Jed Weintrob's creepy romantic comedy ''On Line'' is filled with scenes of soft-core cybersex in which lonely, unattached New Yorkers, riveted to their computers, coax one another to ecstasy without ever touching.If ever a phenomenon supported the notion that 90 percent of erotic pleasure lies in the brain, it is certainly sex by computer, which is essentially masturbation to the video equivalent of telephone sex.In Second Life, you can do just about anything you like; creating a character and making as many adaptations to this "avatar" and its environment as you can design – or as many as you are willing to pay other more technically gifted residents to provide you with.It's up to you what you do with that freedom, and how many Linden dollars – which can be exchanged for sterling with your trusty real-world credit card – you spend on it.Several other characters convene for collective bellyaching sessions in a video chat room for people harboring suicidal thoughts.The movie's mechanical, wildly implausible plot imagines what might happen when the players in this lonely game recognize one another off-line (most seem to live in the same neighborhood) and establish a shaky chain of connections and betrayals.
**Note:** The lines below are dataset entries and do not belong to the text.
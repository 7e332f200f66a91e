// SPDX-License-Identifier: AGPL-3.0-or-later
//
// Copyright (C) 2026 Relational Network

//! User administration endpoints.
//!
//! The wallet address is the user's identity key: registration rejects a
//! second account for the same address regardless of letter case.

use axum::{extract::State, http::StatusCode, Json};
use chrono::Utc;
use serde::Deserialize;
use utoipa::IntoParams;
use uuid::Uuid;

use super::extract::{ApiJson, ApiPath, ApiQuery};
use crate::{
    error::ApiError,
    models::{
        blank_as_none, ApiResponse, CreateUserRequest, KycStatus, UpdateUserRequest, User,
        UserRole, UserStatus, WalletAddress,
    },
    query::{self, ExactMatch, ListRequest, StoreQuery, Window},
    state::AppState,
    storage::{ResourceStore, StoreError, StoreResult},
};

/// Filters accepted by `GET /api/users`.
#[derive(Debug, Default, Deserialize, IntoParams)]
#[serde(rename_all = "camelCase")]
#[into_params(parameter_in = Query)]
pub struct UserListParams {
    /// Case-insensitive substring of display name, email, wallet address or location.
    #[serde(default)]
    pub search: Option<String>,
    #[serde(default, deserialize_with = "blank_as_none")]
    #[param(value_type = Option<String>)]
    pub status: Option<UserStatus>,
    #[serde(default, deserialize_with = "blank_as_none")]
    #[param(value_type = Option<String>)]
    pub role: Option<UserRole>,
    #[serde(default, deserialize_with = "blank_as_none")]
    #[param(value_type = Option<String>)]
    pub kyc_status: Option<KycStatus>,
    /// Page size; absent means every remaining item.
    #[serde(default, deserialize_with = "blank_as_none")]
    pub limit: Option<usize>,
    #[serde(default, deserialize_with = "blank_as_none")]
    pub offset: Option<usize>,
}

impl UserListParams {
    fn into_request(self) -> ListRequest {
        let mut request = ListRequest::new(Window::new(self.limit, self.offset))
            .search(self.search.as_deref());
        if let Some(status) = self.status {
            request = request.exact("status", status.as_str());
        }
        if let Some(role) = self.role {
            request = request.exact("role", role.as_str());
        }
        if let Some(kyc) = self.kyc_status {
            request = request.exact("kyc_status", kyc.as_str());
        }
        request
    }
}

/// Look a user up by (case-insensitive) wallet address.
fn find_by_address(
    store: &dyn ResourceStore<User>,
    address: &WalletAddress,
) -> StoreResult<Option<User>> {
    let page = store.list(&StoreQuery {
        conditions: vec![ExactMatch::new(
            "wallet_address",
            address.normalized().as_str(),
        )],
        window: Window::new(Some(1), None),
    })?;
    Ok(page.items.into_iter().next())
}

#[utoipa::path(
    get,
    path = "/api/users",
    tag = "Users",
    params(UserListParams),
    responses(
        (status = 200, description = "Filtered, paginated users", body = ApiResponse<Vec<User>>),
        (status = 400, description = "Invalid filter value")
    )
)]
pub async fn list_users(
    State(state): State<AppState>,
    ApiQuery(params): ApiQuery<UserListParams>,
) -> Result<Json<ApiResponse<Vec<User>>>, ApiError> {
    let page = query::execute(state.users.as_ref(), &params.into_request())?;
    Ok(Json(ApiResponse::page(page.items, page.total)))
}

#[utoipa::path(
    post,
    path = "/api/users",
    tag = "Users",
    request_body = CreateUserRequest,
    responses(
        (status = 201, description = "User registered", body = ApiResponse<User>),
        (status = 400, description = "Missing or malformed wallet address"),
        (status = 409, description = "Wallet address already registered")
    )
)]
pub async fn create_user(
    State(state): State<AppState>,
    ApiJson(request): ApiJson<CreateUserRequest>,
) -> Result<(StatusCode, Json<ApiResponse<User>>), ApiError> {
    let address = request
        .wallet_address
        .as_deref()
        .map(str::trim)
        .map(WalletAddress::from)
        .filter(WalletAddress::has_hex_prefix)
        .ok_or_else(|| ApiError::validation("Valid wallet address is required"))?
        .normalized();

    if find_by_address(state.users.as_ref(), &address)?.is_some() {
        tracing::info!(wallet = %address, "Rejected duplicate user registration");
        return Err(ApiError::conflict(
            "User with this wallet address already exists",
        ));
    }

    let user = User::register(Uuid::new_v4().to_string(), &address, request, Utc::now());
    let stored = state.users.insert(&user)?;

    tracing::info!(user_id = %stored.id, wallet = %stored.wallet_address, "User registered");
    Ok((StatusCode::CREATED, Json(ApiResponse::ok(stored))))
}

#[utoipa::path(
    get,
    path = "/api/users/{id}",
    tag = "Users",
    params(("id" = String, Path, description = "User id or 0x wallet address")),
    responses(
        (status = 200, description = "User found", body = ApiResponse<User>),
        (status = 404, description = "User not found")
    )
)]
pub async fn get_user(
    State(state): State<AppState>,
    ApiPath(id): ApiPath<String>,
) -> Result<Json<ApiResponse<User>>, ApiError> {
    let address = WalletAddress::from(id.as_str());
    let user = if address.has_hex_prefix() {
        find_by_address(state.users.as_ref(), &address)?
    } else {
        state.users.get(&id)?
    };

    user.map(|user| Json(ApiResponse::ok(user)))
        .ok_or_else(|| StoreError::not_found::<User>(&id).into())
}

#[utoipa::path(
    put,
    path = "/api/users/{id}",
    tag = "Users",
    params(("id" = String, Path, description = "User id")),
    request_body = UpdateUserRequest,
    responses(
        (status = 200, description = "User updated", body = ApiResponse<User>),
        (status = 400, description = "Invalid update"),
        (status = 404, description = "User not found")
    )
)]
pub async fn update_user(
    State(state): State<AppState>,
    ApiPath(id): ApiPath<String>,
    ApiJson(patch): ApiJson<UpdateUserRequest>,
) -> Result<Json<ApiResponse<User>>, ApiError> {
    let updated = state.users.update(&id, &patch)?;
    tracing::info!(user_id = %id, "User updated");
    Ok(Json(ApiResponse::ok(updated)))
}

#[utoipa::path(
    delete,
    path = "/api/users/{id}",
    tag = "Users",
    params(("id" = String, Path, description = "User id")),
    responses(
        (status = 200, description = "User deleted"),
        (status = 404, description = "User not found")
    )
)]
pub async fn delete_user(
    State(state): State<AppState>,
    ApiPath(id): ApiPath<String>,
) -> Result<Json<ApiResponse<()>>, ApiError> {
    state.users.delete(&id)?;
    tracing::info!(user_id = %id, "User deleted");
    Ok(Json(ApiResponse::done()))
}

#[cfg(test)]
mod tests {
    use super::*;
    use crate::api::{router, tests::send};
    use axum::http::Method;
    use serde_json::{json, Value};

    #[tokio::test]
    async fn create_applies_defaults_and_lowercases_address() {
        let (state, _dir) = AppState::for_tests();
        let app = router(state);

        let (status, body) = send(
            &app,
            Method::POST,
            "/api/users",
            &[],
            Some(json!({"walletAddress": "0xAbCdEf"})),
        )
        .await;

        assert_eq!(status, StatusCode::CREATED);
        let user = &body["data"];
        assert_eq!(body["success"], true);
        assert_eq!(user["walletAddress"], "0xabcdef");
        assert_eq!(user["status"], "pending");
        assert_eq!(user["role"], "user");
        assert_eq!(user["kycStatus"], "pending");
        assert_eq!(user["displayName"], "Unknown User");
        assert_eq!(user["totalInvestments"], "0.0");
        assert_eq!(user["propertiesOwned"], 0);
        assert_eq!(
            user["notifications"],
            json!({"email": true, "sms": false, "push": true})
        );
    }

    #[tokio::test]
    async fn create_requires_hex_address() {
        let (state, _dir) = AppState::for_tests();
        let app = router(state);

        for payload in [json!({}), json!({"walletAddress": "abc"})] {
            let (status, body) =
                send(&app, Method::POST, "/api/users", &[], Some(payload)).await;
            assert_eq!(status, StatusCode::BAD_REQUEST);
            assert_eq!(body["error"], "Valid wallet address is required");
        }
    }

    #[tokio::test]
    async fn addresses_differing_only_in_case_conflict() {
        let (state, _dir) = AppState::for_tests();
        let app = router(state);

        let (first, _) = send(
            &app,
            Method::POST,
            "/api/users",
            &[],
            Some(json!({"walletAddress": "0xABC"})),
        )
        .await;
        assert_eq!(first, StatusCode::CREATED);

        let (second, body) = send(
            &app,
            Method::POST,
            "/api/users",
            &[],
            Some(json!({"walletAddress": "0xabc"})),
        )
        .await;
        assert_eq!(second, StatusCode::CONFLICT);
        assert_eq!(body["success"], false);
        assert_eq!(body["error"], "User with this wallet address already exists");
    }

    #[tokio::test]
    async fn list_filters_searches_and_paginates() {
        let (state, _dir) = AppState::for_tests();
        let app = router(state);

        for (address, name) in [("0x01", "Alice"), ("0x02", "Bob"), ("0x03", "Alicia")] {
            send(
                &app,
                Method::POST,
                "/api/users",
                &[],
                Some(json!({"walletAddress": address, "displayName": name})),
            )
            .await;
        }

        let (status, body) = send(&app, Method::GET, "/api/users?search=ALI", &[], None).await;
        assert_eq!(status, StatusCode::OK);
        assert_eq!(body["total"], 2);

        let (_, body) = send(&app, Method::GET, "/api/users?limit=2&offset=2", &[], None).await;
        assert_eq!(body["total"], 3);
        assert_eq!(body["data"].as_array().unwrap().len(), 1);

        let (_, body) = send(&app, Method::GET, "/api/users?status=active", &[], None).await;
        assert_eq!(body, json!({"success": true, "data": [], "total": 0}));

        let (status, _) = send(&app, Method::GET, "/api/users?status=bogus", &[], None).await;
        assert_eq!(status, StatusCode::BAD_REQUEST);
    }

    #[tokio::test]
    async fn get_update_and_delete_by_id() {
        let (state, _dir) = AppState::for_tests();
        let app = router(state);

        let (_, created) = send(
            &app,
            Method::POST,
            "/api/users",
            &[],
            Some(json!({"walletAddress": "0xFeed"})),
        )
        .await;
        let id = created["data"]["id"].as_str().unwrap().to_string();

        let (status, by_address) = send(&app, Method::GET, "/api/users/0xFEED", &[], None).await;
        assert_eq!(status, StatusCode::OK);
        assert_eq!(by_address["data"]["id"], id.as_str());

        let (status, updated) = send(
            &app,
            Method::PATCH,
            &format!("/api/users/{id}"),
            &[],
            Some(json!({"status": "active", "notifications": {"sms": true}})),
        )
        .await;
        assert_eq!(status, StatusCode::OK);
        assert_eq!(updated["data"]["status"], "active");
        assert_eq!(
            updated["data"]["notifications"],
            json!({"email": true, "sms": true, "push": true})
        );

        let (status, _) = send(&app, Method::DELETE, &format!("/api/users/{id}"), &[], None).await;
        assert_eq!(status, StatusCode::OK);

        let (status, body): (StatusCode, Value) =
            send(&app, Method::DELETE, &format!("/api/users/{id}"), &[], None).await;
        assert_eq!(status, StatusCode::NOT_FOUND);
        assert_eq!(body, json!({"success": false, "error": "User not found"}));
    }
}
// SPDX-License-Identifier: AGPL-3.0-or-later
//
// Copyright (C) 2026 Relational Network

//! Estate Admin Server - Tokenized Real-Estate Administration API
//!
//! Wallet-gated REST service managing platform users and tokenized property
//! listings, persisted to flat JSON files or an embedded redb database.
//!
//! ## Modules
//!
//! - `api` - HTTP API handlers (Axum)
//! - `auth` - Claimed wallet identity and the whitelist gate
//! - `config` - Environment configuration
//! - `query` - Filtering, search and pagination over stored collections
//! - `storage` - Pluggable resource stores (JSON files or redb)

pub mod api;
pub mod auth;
pub mod config;
pub mod error;
pub mod models;
pub mod query;
pub mod state;
pub mod storage;
// SPDX-License-Identifier: AGPL-3.0-or-later
//
// Copyright (C) 2026 Relational Network

//! User account models.

use chrono::{DateTime, Utc};
use serde::{Deserialize, Serialize};
use utoipa::ToSchema;

use super::{string_set, WalletAddress};

/// Display name given to accounts registered without one.
pub const DEFAULT_DISPLAY_NAME: &str = "Unknown User";

wire_enum! {
    /// Platform role of a user.
    #[derive(Default)]
    pub enum UserRole {
        Admin => "admin",
        #[default]
        User => "user",
        Investor => "investor",
    }
}

wire_enum! {
    /// Account lifecycle status.
    #[derive(Default)]
    pub enum UserStatus {
        Active => "active",
        #[default]
        Pending => "pending",
        Suspended => "suspended",
        Rejected => "rejected",
    }
}

wire_enum! {
    /// Know-your-customer verification state.
    #[derive(Default)]
    pub enum KycStatus {
        #[default]
        Pending => "pending",
        Verified => "verified",
        Rejected => "rejected",
        NotRequired => "not_required",
    }
}

/// Per-channel notification opt-ins.
#[derive(Debug, Clone, Copy, Serialize, Deserialize, ToSchema, PartialEq, Eq)]
pub struct NotificationPreferences {
    pub email: bool,
    pub sms: bool,
    pub push: bool,
}

impl Default for NotificationPreferences {
    fn default() -> Self {
        Self {
            email: true,
            sms: false,
            push: true,
        }
    }
}

/// Partial update for [`NotificationPreferences`]; absent keys are kept.
#[derive(Debug, Clone, Copy, Default, Serialize, Deserialize, ToSchema, PartialEq, Eq)]
pub struct NotificationPreferencesPatch {
    #[serde(default, skip_serializing_if = "Option::is_none")]
    pub email: Option<bool>,
    #[serde(default, skip_serializing_if = "Option::is_none")]
    pub sms: Option<bool>,
    #[serde(default, skip_serializing_if = "Option::is_none")]
    pub push: Option<bool>,
}

impl NotificationPreferences {
    pub fn merge(&mut self, patch: &NotificationPreferencesPatch) {
        if let Some(email) = patch.email {
            self.email = email;
        }
        if let Some(sms) = patch.sms {
            self.sms = sms;
        }
        if let Some(push) = patch.push {
            self.push = push;
        }
    }
}

/// Public profile links. Empty strings mean "not set".
#[derive(Debug, Clone, Default, Serialize, Deserialize, ToSchema, PartialEq, Eq)]
pub struct SocialLinks {
    #[serde(default)]
    pub twitter: String,
    #[serde(default)]
    pub linkedin: String,
    #[serde(default)]
    pub website: String,
    #[serde(default)]
    pub discord: String,
}

/// Partial update for [`SocialLinks`]; absent keys are kept.
#[derive(Debug, Clone, Default, Serialize, Deserialize, ToSchema, PartialEq, Eq)]
pub struct SocialLinksPatch {
    #[serde(default, skip_serializing_if = "Option::is_none")]
    pub twitter: Option<String>,
    #[serde(default, skip_serializing_if = "Option::is_none")]
    pub linkedin: Option<String>,
    #[serde(default, skip_serializing_if = "Option::is_none")]
    pub website: Option<String>,
    #[serde(default, skip_serializing_if = "Option::is_none")]
    pub discord: Option<String>,
}

impl SocialLinks {
    pub fn merge(&mut self, patch: &SocialLinksPatch) {
        let fields = [
            (&mut self.twitter, &patch.twitter),
            (&mut self.linkedin, &patch.linkedin),
            (&mut self.website, &patch.website),
            (&mut self.discord, &patch.discord),
        ];
        for (current, update) in fields {
            if let Some(value) = update {
                *current = value.trim().to_string();
            }
        }
    }
}

/// A platform user.
///
/// The wallet address is the identity key: unique across all users and always
/// stored lowercase.
#[derive(Debug, Clone, Serialize, Deserialize, ToSchema, PartialEq)]
#[serde(rename_all = "camelCase")]
pub struct User {
    /// Opaque record identifier (UUID).
    pub id: String,
    /// Lowercase wallet address.
    pub wallet_address: WalletAddress,
    #[serde(default, skip_serializing_if = "Option::is_none")]
    pub email: Option<String>,
    pub display_name: String,
    pub status: UserStatus,
    pub role: UserRole,
    /// Cumulative invested amount (decimal string, ETH).
    pub total_investments: String,
    pub properties_owned: u32,
    pub join_date: DateTime<Utc>,
    #[serde(default, skip_serializing_if = "Option::is_none")]
    pub last_active: Option<DateTime<Utc>>,
    pub kyc_status: KycStatus,
    #[serde(default, skip_serializing_if = "Option::is_none")]
    pub profile_image: Option<String>,
    #[serde(default, skip_serializing_if = "Option::is_none")]
    pub bio: Option<String>,
    #[serde(default, skip_serializing_if = "Option::is_none")]
    pub location: Option<String>,
    #[serde(default)]
    pub investment_preferences: Vec<String>,
    #[serde(default)]
    pub social_links: SocialLinks,
    pub notifications: NotificationPreferences,
    pub created_at: DateTime<Utc>,
    pub updated_at: DateTime<Utc>,
}

/// Request to register a user.
#[derive(Debug, Clone, Default, Serialize, Deserialize, ToSchema)]
#[serde(rename_all = "camelCase")]
pub struct CreateUserRequest {
    /// Wallet address (must start with `0x`).
    #[serde(default)]
    pub wallet_address: Option<String>,
    #[serde(default)]
    pub email: Option<String>,
    #[serde(default)]
    pub display_name: Option<String>,
    #[serde(default)]
    pub role: Option<UserRole>,
    #[serde(default)]
    pub bio: Option<String>,
    #[serde(default)]
    pub location: Option<String>,
    #[serde(default)]
    pub investment_preferences: Option<Vec<String>>,
}

/// Partial update of a user. The wallet address cannot be changed.
#[derive(Debug, Clone, Default, Serialize, Deserialize, ToSchema)]
#[serde(rename_all = "camelCase")]
pub struct UpdateUserRequest {
    #[serde(default)]
    pub email: Option<String>,
    #[serde(default)]
    pub display_name: Option<String>,
    #[serde(default)]
    pub status: Option<UserStatus>,
    #[serde(default)]
    pub role: Option<UserRole>,
    #[serde(default)]
    pub kyc_status: Option<KycStatus>,
    #[serde(default)]
    pub bio: Option<String>,
    #[serde(default)]
    pub location: Option<String>,
    #[serde(default)]
    pub profile_image: Option<String>,
    #[serde(default)]
    pub investment_preferences: Option<Vec<String>>,
    #[serde(default)]
    pub last_active: Option<DateTime<Utc>>,
    #[serde(default)]
    pub notifications: Option<NotificationPreferencesPatch>,
    #[serde(default)]
    pub social_links: Option<SocialLinksPatch>,
}

impl User {
    /// Build a new pending user from a request whose address was validated.
    pub fn register(
        id: String,
        wallet_address: &WalletAddress,
        request: CreateUserRequest,
        now: DateTime<Utc>,
    ) -> Self {
        let display_name = request
            .display_name
            .map(|name| name.trim().to_string())
            .filter(|name| !name.is_empty())
            .unwrap_or_else(|| DEFAULT_DISPLAY_NAME.to_string());

        Self {
            id,
            wallet_address: wallet_address.normalized(),
            email: request.email,
            display_name,
            status: UserStatus::Pending,
            role: request.role.unwrap_or_default(),
            total_investments: "0.0".to_string(),
            properties_owned: 0,
            join_date: now,
            last_active: None,
            kyc_status: KycStatus::Pending,
            profile_image: None,
            bio: request.bio,
            location: request.location,
            investment_preferences: string_set(request.investment_preferences.unwrap_or_default()),
            social_links: SocialLinks::default(),
            notifications: NotificationPreferences::default(),
            created_at: now,
            updated_at: now,
        }
    }

    /// Shallow-merge an update; nested preference objects merge key-by-key.
    pub fn apply_update(&mut self, update: &UpdateUserRequest, now: DateTime<Utc>) -> Result<(), String> {
        if let Some(name) = &update.display_name {
            let name = name.trim();
            if name.is_empty() {
                return Err("Display name cannot be empty".to_string());
            }
            self.display_name = name.to_string();
        }
        if let Some(email) = &update.email {
            self.email = Some(email.clone());
        }
        if let Some(status) = update.status {
            self.status = status;
        }
        if let Some(role) = update.role {
            self.role = role;
        }
        if let Some(kyc_status) = update.kyc_status {
            self.kyc_status = kyc_status;
        }
        if let Some(bio) = &update.bio {
            self.bio = Some(bio.clone());
        }
        if let Some(location) = &update.location {
            self.location = Some(location.clone());
        }
        if let Some(image) = &update.profile_image {
            self.profile_image = Some(image.clone());
        }
        if let Some(preferences) = &update.investment_preferences {
            self.investment_preferences = string_set(preferences.iter().cloned());
        }
        if let Some(last_active) = update.last_active {
            self.last_active = Some(last_active);
        }
        if let Some(notifications) = &update.notifications {
            self.notifications.merge(notifications);
        }
        if let Some(links) = &update.social_links {
            self.social_links.merge(links);
        }
        self.updated_at = now;
        Ok(())
    }
}

#[cfg(test)]
mod tests {
    use super::*;
    use chrono::Duration;

    fn registered() -> User {
        User::register(
            "u-1".to_string(),
            &WalletAddress::from("0xABCdef"),
            CreateUserRequest {
                wallet_address: Some("0xABCdef".to_string()),
                ..Default::default()
            },
            Utc::now(),
        )
    }

    #[test]
    fn register_applies_defaults() {
        let user = registered();
        assert_eq!(user.wallet_address.as_str(), "0xabcdef");
        assert_eq!(user.display_name, DEFAULT_DISPLAY_NAME);
        assert_eq!(user.status, UserStatus::Pending);
        assert_eq!(user.role, UserRole::User);
        assert_eq!(user.kyc_status, KycStatus::Pending);
        assert_eq!(user.total_investments, "0.0");
        assert_eq!(user.properties_owned, 0);
        assert_eq!(user.notifications, NotificationPreferences::default());
        assert_eq!(user.created_at, user.updated_at);
        assert_eq!(user.join_date, user.created_at);
    }

    #[test]
    fn notifications_merge_key_by_key() {
        let mut user = registered();
        let later = user.updated_at + Duration::seconds(5);
        let update = UpdateUserRequest {
            notifications: Some(NotificationPreferencesPatch {
                sms: Some(true),
                ..Default::default()
            }),
            ..Default::default()
        };

        user.apply_update(&update, later).unwrap();

        assert_eq!(
            user.notifications,
            NotificationPreferences {
                email: true,
                sms: true,
                push: true,
            }
        );
        assert_eq!(user.updated_at, later);
    }

    #[test]
    fn update_is_shallow_for_scalars() {
        let mut user = registered();
        let update = UpdateUserRequest {
            status: Some(UserStatus::Active),
            kyc_status: Some(KycStatus::Verified),
            ..Default::default()
        };
        user.apply_update(&update, Utc::now()).unwrap();

        assert_eq!(user.status, UserStatus::Active);
        assert_eq!(user.kyc_status, KycStatus::Verified);
        assert_eq!(user.role, UserRole::User);
        assert_eq!(user.display_name, DEFAULT_DISPLAY_NAME);
    }

    #[test]
    fn blank_display_name_is_rejected() {
        let mut user = registered();
        let update = UpdateUserRequest {
            display_name: Some("   ".to_string()),
            ..Default::default()
        };
        assert!(user.apply_update(&update, Utc::now()).is_err());
        assert_eq!(user.display_name, DEFAULT_DISPLAY_NAME);
    }

    #[test]
    fn wire_enums_round_trip_through_strings() {
        assert_eq!(KycStatus::NotRequired.as_str(), "not_required");
        assert_eq!("investor".parse::<UserRole>(), Ok(UserRole::Investor));
        assert!("superuser".parse::<UserRole>().is_err());
        assert_eq!(
            serde_json::to_value(UserStatus::Suspended).unwrap(),
            serde_json::json!("suspended")
        );
    }

    #[test]
    fn user_serializes_camel_case() {
        let json = serde_json::to_value(registered()).unwrap();
        assert!(json.get("walletAddress").is_some());
        assert!(json.get("kycStatus").is_some());
        assert!(json.get("wallet_address").is_none());
    }
}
It only makes sense that cheating would follow this online trend, as well.
I gave him a shock of bright- orange hair, and a crisp white shirt, and I adjusted his height to about six-foot-four.
He looked pretty good, I thought; but he was still missing something.
But from the moment I first heard those dulcet dial-up tones and the hopeful purr that followed, the online experience was tinged with sexual possibility.
I remember signing into a Prodigy chat room and communicating with another purported teenager whose screen name was “slyweasel13.” My mother stayed seated next to me at the computer desk, so the chatting never turned explicit, but it was loaded with flirty winking emoticons that left me panting.